Work to be completed: Each line of the records that includes "InvalidDay" should be found and copied.

Stored entries:
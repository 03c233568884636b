use futures_util::future::join_all;

use super::{
    CheckOptions, DkimStrategy, RawAnswer, RecordEvaluation, RecordKind,
    resolver::{LookupTxt, fqdn, lookup_or_empty},
};

/// Looks for a published key under each configured selector.
///
/// The winning selector is the first one, in list order, with at least one
/// TXT answer. Both strategies return the same result whatever the order in
/// which the lookups complete.
pub(crate) async fn evaluate<R>(
    resolver: &R,
    ascii_domain: &str,
    options: &CheckOptions,
) -> RecordEvaluation
where
    R: LookupTxt,
{
    let selectors = options.dkim_selectors();
    let found = match options.dkim_strategy() {
        DkimStrategy::Sequential => first_hit_sequential(resolver, ascii_domain, options).await,
        DkimStrategy::Concurrent => {
            let timeout = options.timeout();
            let mut lookups = Vec::with_capacity(selectors.len());
            for selector in selectors {
                let name = selector_name(selector, ascii_domain);
                lookups.push(async move { lookup_or_empty(resolver, &name, timeout).await });
            }
            let answers = join_all(lookups).await;
            first_hit(selectors, &answers).map(str::to_string)
        }
    };

    match found {
        Some(selector) => {
            RecordEvaluation::valid(RecordKind::Dkim, format!("Selector: {selector} (found)"))
        }
        None => RecordEvaluation::missing(
            RecordKind::Dkim,
            "No DKIM records found with common selectors",
            vec![
                "Set up DKIM signing for your email service".to_string(),
                format!("Common selectors checked: {}", describe_selectors(selectors)),
            ],
        ),
    }
}

/// Applies the priority rule over answers collected in selector order.
pub(crate) fn first_hit<'a>(selectors: &'a [String], answers: &[Vec<RawAnswer>]) -> Option<&'a str> {
    selectors
        .iter()
        .zip(answers)
        .find(|(_, answers)| !answers.is_empty())
        .map(|(selector, _)| selector.as_str())
}

async fn first_hit_sequential<R>(
    resolver: &R,
    ascii_domain: &str,
    options: &CheckOptions,
) -> Option<String>
where
    R: LookupTxt,
{
    for selector in options.dkim_selectors() {
        let name = selector_name(selector, ascii_domain);
        if !lookup_or_empty(resolver, &name, options.timeout())
            .await
            .is_empty()
        {
            return Some(selector.clone());
        }
    }
    None
}

fn selector_name(selector: &str, ascii_domain: &str) -> String {
    fqdn(&format!("{selector}._domainkey"), ascii_domain)
}

fn describe_selectors(selectors: &[String]) -> String {
    if selectors.is_empty() {
        "none".to_string()
    } else {
        selectors.join(", ")
    }
}
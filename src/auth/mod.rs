//! SPF / DMARC / DKIM deliverability check for the domain of an e-mail address.
//!
//! [`check`] resolves through the system configuration; [`check_with_resolver`]
//! accepts any [`LookupTxt`] implementation. [`Checker`] adds last-request-wins
//! cancellation on top of the same evaluation.

mod aggregate;
mod checker;
mod dkim;
mod dmarc;
mod domain;
mod error;
mod resolver;
mod spf;
mod types;

pub use aggregate::overall_status;
pub use checker::{Checker, PendingCheck};
pub use domain::{ExtractedDomain, extract_domain};
pub use error::{AuthError, CheckError};
pub use resolver::{LookupTxt, RawAnswer};
pub use types::{
    CheckOptions, DkimStrategy, OverallStatus, RecordEvaluation, RecordKind, RecordStatus, Report,
};

use resolver::{fqdn, lookup_or_empty, system_resolver};
use tracing::debug;

/// Checks the domain of `email` with default options and the system resolver.
pub async fn check(email: &str) -> Result<Report, CheckError> {
    check_with_options(email, &CheckOptions::default()).await
}

pub async fn check_with_options(email: &str, options: &CheckOptions) -> Result<Report, CheckError> {
    let extracted = extract_domain(email)?;
    let resolver = system_resolver().map_err(CheckError::resolver_init)?;
    Ok(evaluate_domain(&resolver, email, extracted, options).await)
}

/// Same as [`check_with_options`] with a caller-provided resolver.
///
/// Input is validated before the first query: a malformed address never
/// reaches the resolver.
pub async fn check_with_resolver<R>(
    resolver: &R,
    email: &str,
    options: &CheckOptions,
) -> Result<Report, CheckError>
where
    R: LookupTxt,
{
    let extracted = extract_domain(email)?;
    Ok(evaluate_domain(resolver, email, extracted, options).await)
}

async fn evaluate_domain<R>(
    resolver: &R,
    email: &str,
    extracted: ExtractedDomain,
    options: &CheckOptions,
) -> Report
where
    R: LookupTxt,
{
    let ascii = extracted.ascii.as_str();
    let dmarc_name = fqdn("_dmarc", ascii);
    let timeout = options.timeout();

    let (spf, dmarc, dkim) = tokio::join!(
        async {
            let answers = lookup_or_empty(resolver, ascii, timeout).await;
            spf::evaluate(&answers, options.spf_include_limit())
        },
        async {
            let answers = lookup_or_empty(resolver, &dmarc_name, timeout).await;
            dmarc::evaluate(&answers)
        },
        dkim::evaluate(resolver, ascii, options),
    );

    let report = Report::new(email.trim().to_string(), extracted.domain, spf, dmarc, dkim);
    debug!(
        domain = %report.domain,
        spf = report.spf.status.as_str(),
        dmarc = report.dmarc.status.as_str(),
        dkim = report.dkim.status.as_str(),
        overall = report.overall_status.as_str(),
        "DNS authentication check complete"
    );
    report
}
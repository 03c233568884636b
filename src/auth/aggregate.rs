use super::{OverallStatus, RecordStatus};

/// Folds the SPF, DMARC and DKIM statuses into one verdict.
///
/// Only the counts matter: two valid records pass, otherwise two missing
/// records fail, anything else is a warning.
pub fn overall_status(spf: RecordStatus, dmarc: RecordStatus, dkim: RecordStatus) -> OverallStatus {
    let statuses = [spf, dmarc, dkim];
    let valid = count(&statuses, RecordStatus::Valid);
    let missing = count(&statuses, RecordStatus::Missing);

    if valid >= 2 {
        OverallStatus::Pass
    } else if missing >= 2 {
        OverallStatus::Fail
    } else {
        OverallStatus::Warning
    }
}

fn count(statuses: &[RecordStatus], wanted: RecordStatus) -> usize {
    statuses.iter().filter(|status| **status == wanted).count()
}
//! Caller-side state of a check request.
//!
//! The evaluator itself is stateless; a UI or CLI that issues checks keeps a
//! [`RequestLifecycle`] and feeds it the outcome of each check. Only the most
//! recent request can move the state out of `Pending`.

use crate::auth::{CheckError, Report};

#[derive(Debug, Clone, PartialEq, Eq)]
pub enum RequestState {
    Idle,
    Pending { email: String },
    Succeeded(Box<Report>),
    Failed { message: String },
}

/// Identifies one request issued through [`RequestLifecycle::begin`].
#[derive(Debug, Clone, Copy, PartialEq, Eq)]
pub struct Ticket(u64);

#[derive(Debug, Clone)]
pub struct RequestLifecycle {
    state: RequestState,
    latest: u64,
}

impl Default for RequestLifecycle {
    fn default() -> Self {
        Self {
            state: RequestState::Idle,
            latest: 0,
        }
    }
}

impl RequestLifecycle {
    pub fn new() -> Self {
        Self::default()
    }

    pub fn state(&self) -> &RequestState {
        &self.state
    }

    pub fn is_pending(&self) -> bool {
        matches!(self.state, RequestState::Pending { .. })
    }

    /// Moves to `Pending` for `email`; any earlier ticket becomes stale.
    pub fn begin(&mut self, email: impl Into<String>) -> Ticket {
        self.latest += 1;
        self.state = RequestState::Pending {
            email: email.into(),
        };
        Ticket(self.latest)
    }

    /// Applies the outcome of the request identified by `ticket`.
    ///
    /// Returns `false` and leaves the state untouched when the ticket is stale
    /// or the request was superseded.
    pub fn complete(&mut self, ticket: Ticket, outcome: Result<Report, CheckError>) -> bool {
        if ticket.0 != self.latest || !self.is_pending() {
            return false;
        }
        self.state = match outcome {
            Ok(report) => RequestState::Succeeded(Box::new(report)),
            Err(CheckError::Superseded) => return false,
            Err(err) => RequestState::Failed {
                message: err.user_message(),
            },
        };
        true
    }

    pub fn reset(&mut self) {
        self.state = RequestState::Idle;
    }
}
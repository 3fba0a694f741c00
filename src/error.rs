//! Error types for conversion, parsing, and calendar-file handling.

use crate::lunar::LunarMonth;
use crate::prelude::*;

/// Failure to read the text form of a date.
#[derive(Debug, Clone, PartialEq, Eq, Display)]
pub enum ParseError {
    #[display(fmt = "Invalid date format: {_0}")]
    InvalidFormat(String),
    #[display(fmt = "Invalid number in date: {_0}")]
    InvalidNumber(String),
    #[display(fmt = "Leap month marker is only valid for lunar dates: {_0}")]
    UnexpectedLeapMarker(String),
    #[display(fmt = "Unknown calendar: {_0} (expected solar or lunar)")]
    UnknownCalendar(String),
    #[display(fmt = "Empty date string")]
    EmptyInput,
}

impl std::error::Error for ParseError {}

/// Error type for every fallible calendar operation.
#[derive(Debug, Clone, PartialEq, Eq, thiserror::Error)]
pub enum Error {
    /// The date or lunar year lies outside the span covered by the table.
    #[error("{subject} is outside the supported range")]
    OutOfRange { subject: String },

    /// A leap month was requested for a year that does not have it.
    #[error("lunar year {year} has no leap month {month}")]
    InvalidLeapMonth { year: u16, month: u8 },

    /// The day exceeds the recorded length of the lunar month.
    #[error("invalid day {day} for lunar {year} month {month} (max {max})")]
    InvalidDay {
        year:  u16,
        month: LunarMonth,
        day:   u8,
        max:   u8,
    },

    /// Month number outside `1..=12`.
    #[error("invalid month: {month} (must be 1-12)")]
    InvalidMonth { month: u8 },

    /// Not a real date in the Gregorian calendar.
    #[error("{year:04}-{month:02}-{day:02} is not a valid Gregorian date")]
    InvalidCalendarDate { year: u16, month: u8, day: u8 },

    /// A custom lunar table failed validation.
    #[error("invalid lunar table: {0}")]
    InvalidTable(String),

    #[error(transparent)]
    Parse(#[from] ParseError),
}

impl Error {
    pub(crate) fn out_of_range(subject: impl std::fmt::Display) -> Self {
        Self::OutOfRange {
            subject: subject.to_string(),
        }
    }

    /// Returns `true` for [`Error::OutOfRange`].
    pub const fn is_out_of_range(&self) -> bool {
        matches!(self, Self::OutOfRange { .. })
    }
}

/// Errors raised while writing or reading iCalendar files.
#[derive(Debug, thiserror::Error)]
pub enum IcsError {
    #[error(transparent)]
    Io(#[from] std::io::Error),

    #[error("malformed calendar at line {line}: {reason}")]
    Malformed { line: usize, reason: String },
}

#[cfg(test)]
mod tests {
    use super::*;

    #[test]
    fn test_error_messages() {
        let err = Error::InvalidLeapMonth { year: 2000, month: 1 };
        assert_eq!(err.to_string(), "lunar year 2000 has no leap month 1");

        let err = Error::InvalidDay {
            year:  2017,
            month: LunarMonth::Ordinary(6),
            day:   30,
            max:   29,
        };
        assert_eq!(err.to_string(), "invalid day 30 for lunar 2017 month 6 (max 29)");

        let err = Error::InvalidCalendarDate {
            year:  2023,
            month: 2,
            day:   30,
        };
        assert_eq!(err.to_string(), "2023-02-30 is not a valid Gregorian date");

        let err = Error::out_of_range("lunar year 2101");
        assert_eq!(err.to_string(), "lunar year 2101 is outside the supported range");
        assert!(err.is_out_of_range());
    }

    #[test]
    fn test_parse_error_is_transparent() {
        let err: Error = ParseError::EmptyInput.into();
        assert_eq!(err.to_string(), "Empty date string");
        assert!(!err.is_out_of_range());
    }

    #[test]
    fn test_error_is_send_and_sync() {
        fn assert_impl<T: Send + Sync + std::error::Error>() {}
        assert_impl::<Error>();
        assert_impl::<ParseError>();
        assert_impl::<IcsError>();
    }
}
//! Chinese lunar calendar conversion and birthday calendars.
//!
//! Dates between 1900-01-31 (lunar 1900, first month, first day) and
//! 2101-01-28 convert in both directions through a packed year table. On
//! top of the conversion, a [`Birthday`] repeats a date every year in either
//! calendar and the resulting events are written as an iCalendar file.
//!
//! ```
//! use lunar_birthday::{
//!     Birthday, CalendarKind, Converter, IcsCalendar, LunarMonth, RecurrenceOptions, SolarDate,
//! };
//!
//! let converter = Converter::chinese();
//! let born = SolarDate::new(2017, 7, 23).unwrap();
//! let lunar = converter.solar_to_lunar(born).unwrap();
//! assert_eq!(lunar.month(), LunarMonth::Leap(6));
//! assert_eq!(lunar.to_string(), "2017-L06-01");
//!
//! let birthday = Birthday::new("Mei", born, CalendarKind::Lunar);
//! let options = RecurrenceOptions {
//!     years: 10,
//!     ..RecurrenceOptions::default()
//! };
//! let mut calendar = IcsCalendar::new();
//! let skipped = birthday.emit(&converter, &options, &mut calendar).unwrap();
//! assert_eq!((calendar.len(), skipped.len()), (10, 0));
//! ```

mod chinese_data;
mod consts;
mod prelude;

pub mod birthday;
pub mod config;
pub mod convert;
pub mod error;
pub mod ics;
pub mod lunar;
pub mod recurrence;
pub mod solar;
pub mod table;

pub use birthday::{Birthday, BirthdayReport};
pub use config::{BatchConfig, PersonEntry};
pub use consts::*;
pub use convert::Converter;
pub use error::{Error, IcsError, ParseError};
pub use ics::{BirthdayEvent, EventSink, IcsCalendar};
pub use lunar::{DateParts, LunarDate, LunarMonth};
pub use recurrence::{
    Anchor, CalendarKind, Expansion, LeapPolicy, Occurrence, RecurrenceOptions, ShortMonthPolicy,
    Skipped, expand,
};
pub use solar::SolarDate;
pub use table::{LunarTable, LunarYearRecord};
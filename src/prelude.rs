//! Prelude module for lunar_birthday crate.
//!
//! Re-exports commonly used derive macros from derive_more.

#[allow(unused_imports)]
pub use derive_more::{Display, From};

Output:
    InvalidDay {
        let err = Error::InvalidDay {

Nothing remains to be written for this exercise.